▶ _Available data_
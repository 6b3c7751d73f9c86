use log::{debug, error};
use thiserror::Error;

use crate::config::Settings;

/// Error type for configuration validation issues
#[derive(Debug, Error)]
pub enum ConfigValidationError {
    #[error("Invalid configuration value: {0}")]
    InvalidValue(String),

    #[error("Incompatible settings: {0}")]
    IncompatibleSettings(String),

    #[error("Missing required setting for: {0}")]
    MissingRequiredSetting(String),

    #[error("Value out of range: {0}")]
    ValueOutOfRange(String),
}

/// Result of configuration validation
#[derive(Debug)]
pub struct ValidationResult {
    pub is_valid: bool,
    pub errors: Vec<ConfigValidationError>,
    /// Valid but not recommended
    pub warnings: Vec<String>,
}

impl Default for ValidationResult {
    fn default() -> Self {
        Self::new()
    }
}

impl ValidationResult {
    pub fn new() -> Self {
        Self {
            is_valid: true,
            errors: Vec::new(),
            warnings: Vec::new(),
        }
    }

    pub fn add_error(&mut self, error: ConfigValidationError) {
        self.is_valid = false;
        self.errors.push(error);
    }

    pub fn add_warning(&mut self, warning: String) {
        self.warnings.push(warning);
    }

    /// First error, if any.
    pub fn into_result(self) -> Result<(), ConfigValidationError> {
        match self.errors.into_iter().next() {
            Some(err) => Err(err),
            None => Ok(()),
        }
    }
}

/// A single check applied to loaded settings
pub trait ValidationRule {
    fn name(&self) -> &str;

    fn validate(&self, settings: &Settings) -> Result<(), ConfigValidationError>;
}

struct RpcUrlRule;

impl ValidationRule for RpcUrlRule {
    fn name(&self) -> &str {
        "rpc_url"
    }

    fn validate(&self, settings: &Settings) -> Result<(), ConfigValidationError> {
        if settings.rpc_url.trim().is_empty() {
            return Err(ConfigValidationError::MissingRequiredSetting("rpc_url".to_string()));
        }
        match reqwest::Url::parse(&settings.rpc_url) {
            Ok(url) if url.scheme() == "http" || url.scheme() == "https" => Ok(()),
            Ok(url) => Err(ConfigValidationError::InvalidValue(format!(
                "rpc_url must use http or https, got {}",
                url.scheme()
            ))),
            Err(e) => Err(ConfigValidationError::InvalidValue(format!("rpc_url: {}", e))),
        }
    }
}

struct GuardianAddressRule;

impl ValidationRule for GuardianAddressRule {
    fn name(&self) -> &str {
        "guardian_address"
    }

    fn validate(&self, settings: &Settings) -> Result<(), ConfigValidationError> {
        if settings.guardian_address.is_zero() {
            return Err(ConfigValidationError::InvalidValue(
                "guardian_address must not be the zero address".to_string(),
            ));
        }
        Ok(())
    }
}

struct NonZeroRule;

impl ValidationRule for NonZeroRule {
    fn name(&self) -> &str {
        "non_zero"
    }

    fn validate(&self, settings: &Settings) -> Result<(), ConfigValidationError> {
        let checks: [(&str, u64); 5] = [
            ("reward_periods_per_year", settings.reward_periods_per_year),
            ("max_concurrent_pools", settings.max_concurrent_pools as u64),
            ("request_timeout_secs", settings.request_timeout_secs),
            ("confirmation_poll_interval_ms", settings.confirmation_poll_interval_ms),
            ("confirmation_timeout_secs", settings.confirmation_timeout_secs),
        ];
        for (name, value) in checks {
            if value == 0 {
                return Err(ConfigValidationError::ValueOutOfRange(format!(
                    "{} must be greater than zero",
                    name
                )));
            }
        }
        Ok(())
    }
}

struct ConfirmationTimingRule;

impl ValidationRule for ConfirmationTimingRule {
    fn name(&self) -> &str {
        "confirmation_timing"
    }

    fn validate(&self, settings: &Settings) -> Result<(), ConfigValidationError> {
        if settings.confirmation_poll_interval() >= settings.confirmation_timeout() {
            return Err(ConfigValidationError::IncompatibleSettings(
                "confirmation_poll_interval_ms must be shorter than confirmation_timeout_secs"
                    .to_string(),
            ));
        }
        Ok(())
    }
}

/// Applies every rule to a set of settings
pub struct ConfigValidator {
    rules: Vec<Box<dyn ValidationRule>>,
}

impl Default for ConfigValidator {
    fn default() -> Self {
        Self::new()
    }
}

impl ConfigValidator {
    pub fn new() -> Self {
        let mut validator = Self { rules: Vec::new() };
        validator.add_rule(Box::new(RpcUrlRule));
        validator.add_rule(Box::new(GuardianAddressRule));
        validator.add_rule(Box::new(NonZeroRule));
        validator.add_rule(Box::new(ConfirmationTimingRule));
        validator
    }

    pub fn add_rule(&mut self, rule: Box<dyn ValidationRule>) {
        self.rules.push(rule);
    }

    pub fn validate(&self, settings: &Settings) -> ValidationResult {
        let mut result = ValidationResult::new();

        for rule in &self.rules {
            match rule.validate(settings) {
                Ok(()) => debug!("Validation rule '{}' passed", rule.name()),
                Err(err) => {
                    error!("Validation rule '{}' failed: {}", rule.name(), err);
                    result.add_error(err);
                }
            }
        }

        if settings.max_concurrent_pools > 32 {
            result.add_warning(format!(
                "max_concurrent_pools = {} may trip provider rate limits",
                settings.max_concurrent_pools
            ));
        }
        if settings.rpc_url.starts_with("http://")
            && !settings.rpc_url.contains("127.0.0.1")
            && !settings.rpc_url.contains("localhost")
        {
            result.add_warning("rpc_url points at a remote host over plain http".to_string());
        }

        result
    }
}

▶ _What is needed_
Print out the complete data above, character for character.

▶ _Problem solution_
repository 6b3c7751d73f9c86
use log::{debug, error};
use thiserror::Error;

use crate::config::Settings;

/// Error type for configuration validation issues
#[derive(Debug, Error)]
pub enum ConfigValidationError {
    #[error("Invalid configuration value: {0}")]
    InvalidValue(String),

    #[error("Incompatible settings: {0}")]
    IncompatibleSettings(String),

    #[error("Missing required setting for: {0}")]
    MissingRequiredSetting(String),

    #[error("Value out of range: {0}")]
    ValueOutOfRange(String),
}

/// Result of configuration validation
#[derive(Debug)]
pub struct ValidationResult {
    pub is_valid: bool,
    pub errors: Vec<ConfigValidationError>,
    /// Valid but not recommended
    pub warnings: Vec<String>,
}

impl Default for ValidationResult {
    fn default() -> Self {
        Self::new()
    }
}

impl ValidationResult {
    pub fn new() -> Self {
        Self {
            is_valid: true,
            errors: Vec::new(),
            warnings: Vec::new(),
        }
    }

    pub fn add_error(&mut self, error: ConfigValidationError) {
        self.is_valid = false;
        self.errors.push(error);
    }

    pub fn add_warning(&mut self, warning: String) {
        self.warnings.push(warning);
    }

    /// First error, if any.
    pub fn into_result(self) -> Result<(), ConfigValidationError> {
        match self.errors.into_iter().next() {
            Some(err) => Err(err),
            None => Ok(()),
        }
    }
}

/// A single check applied to loaded settings
pub trait ValidationRule {
    fn name(&self) -> &str;

    fn validate(&self, settings: &Settings) -> Result<(), ConfigValidationError>;
}

struct RpcUrlRule;

impl ValidationRule for RpcUrlRule {
    fn name(&self) -> &str {
        "rpc_url"
    }

    fn validate(&self, settings: &Settings) -> Result<(), ConfigValidationError> {
        if settings.rpc_url.trim().is_empty() {
            return Err(ConfigValidationError::MissingRequiredSetting("rpc_url".to_string()));
        }
        match reqwest::Url::parse(&settings.rpc_url) {
            Ok(url) if url.scheme() == "http" || url.scheme() == "https" => Ok(()),
            Ok(url) => Err(ConfigValidationError::InvalidValue(format!(
                "rpc_url must use http or https, got {}",
                url.scheme()
            ))),
            Err(e) => Err(ConfigValidationError::InvalidValue(format!("rpc_url: {}", e))),
        }
    }
}

struct GuardianAddressRule;

impl ValidationRule for GuardianAddressRule {
    fn name(&self) -> &str {
        "guardian_address"
    }

    fn validate(&self, settings: &Settings) -> Result<(), ConfigValidationError> {
        if settings.guardian_address.is_zero() {
            return Err(ConfigValidationError::InvalidValue(
                "guardian_address must not be the zero address".to_string(),
            ));
        }
        Ok(())
    }
}

struct NonZeroRule;

impl ValidationRule for NonZeroRule {
    fn name(&self) -> &str {
        "non_zero"
    }

    fn validate(&self, settings: &Settings) -> Result<(), ConfigValidationError> {
        let checks: [(&str, u64); 5] = [
            ("reward_periods_per_year", settings.reward_periods_per_year),
            ("max_concurrent_pools", settings.max_concurrent_pools as u64),
            ("request_timeout_secs", settings.request_timeout_secs),
            ("confirmation_poll_interval_ms", settings.confirmation_poll_interval_ms),
            ("confirmation_timeout_secs", settings.confirmation_timeout_secs),
        ];
        for (name, value) in checks {
            if value == 0 {
                return Err(ConfigValidationError::ValueOutOfRange(format!(
                    "{} must be greater than zero",
                    name
                )));
            }
        }
        Ok(())
    }
}

struct ConfirmationTimingRule;

impl ValidationRule for ConfirmationTimingRule {
    fn name(&self) -> &str {
        "confirmation_timing"
    }

    fn validate(&self, settings: &Settings) -> Result<(), ConfigValidationError> {
        if settings.confirmation_poll_interval() >= settings.confirmation_timeout() {
            return Err(ConfigValidationError::IncompatibleSettings(
                "confirmation_poll_interval_ms must be shorter than confirmation_timeout_secs"
                    .to_string(),
            ));
        }
        Ok(())
    }
}

/// Applies every rule to a set of settings
pub struct ConfigValidator {
    rules: Vec<Box<dyn ValidationRule>>,
}

impl Default for ConfigValidator {
    fn default() -> Self {
        Self::new()
    }
}

impl ConfigValidator {
    pub fn new() -> Self {
        let mut validator = Self { rules: Vec::new() };
        validator.add_rule(Box::new(RpcUrlRule));
        validator.add_rule(Box::new(GuardianAddressRule));
        validator.add_rule(Box::new(NonZeroRule));
        validator.add_rule(Box::new(ConfirmationTimingRule));
        validator
    }

    pub fn add_rule(&mut self, rule: Box<dyn ValidationRule>) {
        self.rules.push(rule);
    }

    pub fn validate(&self, settings: &Settings) -> ValidationResult {
        let mut result = ValidationResult::new();

        for rule in &self.rules {
            match rule.validate(settings) {
                Ok(()) => debug!("Validation rule '{}' passed", rule.name()),
                Err(err) => {
                    error!("Validation rule '{}' failed: {}", rule.name(), err);
                    result.add_error(err);
                }
            }
        }

        if settings.max_concurrent_pools > 32 {
            result.add_warning(format!(
                "max_concurrent_pools = {} may trip provider rate limits",
                settings.max_concurrent_pools
            ));
        }
        if settings.rpc_url.starts_with("http://")
            && !settings.rpc_url.contains("127.0.0.1")
            && !settings.rpc_url.contains("localhost")
        {
            result.add_warning("rpc_url points at a remote host over plain http".to_string());
        }

        result
    }
}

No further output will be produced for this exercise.